L’ordine del giorno letto in aula dal consigliere di Prc Mario Navari ed emendato in alcuni punti – “chiede al Parlamento italiano di assicurare che gli omosessuali, i bisessuali e i transessuali, vengano protetti da discorsi omofobici intrisi d’odio e da atti di violenza omofobici e di garantire che i partner dello stesso sesso godano del rispetto, della dignità e della protezione riconosciuti al resto della società”.

Il documento si rifà alle direttive comunitarie sull’argomento e intende sollecitare sia il Parlamento quanto il Governo "ad intensificare la lotta all’omofobia mediante un’azione pedagogica: ad esempio attraverso campagne condotte nelle scuole, nelle università e tramite i mezzi di informazione, nonché per via amministrativa, giudiziaria e legislativa".
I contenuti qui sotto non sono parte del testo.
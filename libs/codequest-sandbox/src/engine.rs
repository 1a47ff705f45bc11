/// Execution Sandbox - runs one submission against one input
///
/// **Core Responsibility:**
/// Compile and run learner source, optionally invoke the resolved entry
/// point with one input, and capture output, error and logs.
///
/// **Critical Architectural Boundary:**
/// - Knows HOW to execute (fresh Rhai environment, limits, capture)
/// - Does NOT know scoring rules or expected outputs
/// - Never returns an error: every failure becomes an `ExecutionResult`
///
/// **Safety Guarantees:**
/// - Input validation: oversized source or input is rejected before compiling
/// - Fresh environment per call: no state survives between executions
/// - Input by value: the script receives a copy rebuilt from JSON
/// - Hard budgets: operation count and wall-clock deadline abort runaway code
/// - Panic containment: a panic inside the engine is reported, not propagated
use crate::config::SandboxConfig;
use crate::convert::{json_to_dynamic, output_from_dynamic};
use crate::environment::Environment;
use crate::error::SandboxError;
use crate::resolver::{resolve_entry_point, EntryPoint, Resolution};
use codequest_common::ExecutionResult;
use rhai::{CallFnOptions, Dynamic, Scope};
use serde_json::Value;
use std::panic::{self, AssertUnwindSafe};
use std::sync::Arc;
use std::time::Instant;
use tracing::{debug, warn};

#[derive(Debug, Clone, Default)]
pub struct Sandbox {
    config: Arc<SandboxConfig>,
}

impl Sandbox {
    pub fn new(config: SandboxConfig) -> Self {
        Self {
            config: Arc::new(config),
        }
    }

    pub fn config(&self) -> &SandboxConfig {
        &self.config
    }

    /// Run a submission once, resolving its entry point first
    pub fn execute(&self, source: &str, input: Option<&Value>) -> ExecutionResult {
        let resolution = resolve_entry_point(source);
        self.execute_resolved(source, &resolution, input)
    }

    /// Run a submission with an already resolved entry point
    ///
    /// The Test Runner resolves once per submission so every test case
    /// invokes the same function.
    pub fn execute_resolved(
        &self,
        source: &str,
        resolution: &Resolution,
        input: Option<&Value>,
    ) -> ExecutionResult {
        let start = Instant::now();

        // GUARDRAIL: validate sizes before any parsing
        if source.len() > self.config.max_source_bytes {
            return SandboxError::SourceTooLarge {
                limit: self.config.max_source_bytes,
            }
            .into_result(Vec::new());
        }
        if let Some(value) = input {
            let size = serde_json::to_string(value).map(|s| s.len()).unwrap_or(usize::MAX);
            if size > self.config.max_input_bytes {
                return SandboxError::InputTooLarge {
                    limit: self.config.max_input_bytes,
                }
                .into_result(Vec::new());
            }
        }

        let env = Environment::new(&self.config);
        let logs = env.logs.clone();

        let outcome = panic::catch_unwind(AssertUnwindSafe(|| {
            run_in_environment(&env, source, resolution, input)
        }))
        .unwrap_or_else(|_| Err(SandboxError::Internal));

        let elapsed_ms = start.elapsed().as_millis() as u64;
        let logs = logs.snapshot();

        match outcome {
            Ok(output) => {
                debug!(
                    execution_ms = elapsed_ms,
                    log_lines = logs.len(),
                    has_output = output.is_some(),
                    "Sandbox execution succeeded"
                );
                ExecutionResult::success(output, logs)
            }
            Err(err) => {
                match err {
                    SandboxError::TimedOut => warn!(
                        execution_ms = elapsed_ms,
                        timeout_ms = self.config.execution_timeout.as_millis() as u64,
                        "Sandbox execution timed out"
                    ),
                    SandboxError::Internal => warn!("Sandbox engine panicked"),
                    ref other => debug!(
                        execution_ms = elapsed_ms,
                        kind = %other.kind(),
                        "Sandbox execution failed"
                    ),
                }
                err.into_result(logs)
            }
        }
    }
}

/// Compile, run top-level statements, then invoke the entry point if any
fn run_in_environment(
    env: &Environment,
    source: &str,
    resolution: &Resolution,
    input: Option<&Value>,
) -> Result<Option<Value>, SandboxError> {
    let ast = env.engine.compile(source)?;
    let mut scope = Scope::new();

    let entry = match resolution {
        Resolution::Found(entry) => entry,
        Resolution::NotFound => {
            env.engine.run_ast_with_scope(&mut scope, &ast)?;
            return Ok(None);
        }
    };

    let args = invocation_args(entry, input);
    let options = CallFnOptions::new().eval_ast(true);
    let returned: Dynamic = env
        .engine
        .call_fn_with_options(options, &mut scope, &ast, &entry.name, args)?;

    output_from_dynamic(&returned)
        .map_err(|e| SandboxError::Runtime(e.for_script(&env.engine).to_string()))
}

/// Arguments for the entry point: the input first, `()` for any further
/// parameters, nothing at all for a zero-parameter function
fn invocation_args(entry: &EntryPoint, input: Option<&Value>) -> Vec<Dynamic> {
    if entry.arity == 0 {
        return Vec::new();
    }
    let mut args = Vec::with_capacity(entry.arity);
    args.push(input.map(json_to_dynamic).unwrap_or(Dynamic::UNIT));
    args.resize(entry.arity, Dynamic::UNIT);
    args
}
Per quento riguarda l’amministrazione provinciale e il consiglio, il documento chiede "che si facciano promotori di uno studio sulle discriminazioni sessuali sul territorio e di un piano di interventi per lo sviluppo della cultura della tolleranza nelle scuole e nella società".

Nel corso dell’ultima seduta, infatti, l’assemblea consiliare di Palazzo Ducale ha approvato – con i soli voti della maggioranza (l’opposizione ha votato contro) – un ordine del giorno presentato dalla Sinistra Democratica e dalla Sinistra Arcobaleno in cui si condannano le discriminazioni fondate sull’orientamento sessuale,  chiedendo precisi impegni da parte delle massime istituzioni nazionali e della Provincia.

" Da rappresentante delle istituzioni – ha dichiarato il presidente della Provincia Stefano Baccelli -, non possono non condividere le richieste di certe forme di riconoscimento, di pari dignità, di tutela sociale ed economica e ciò non è in contraddice la mia formazione cattolica e democratica".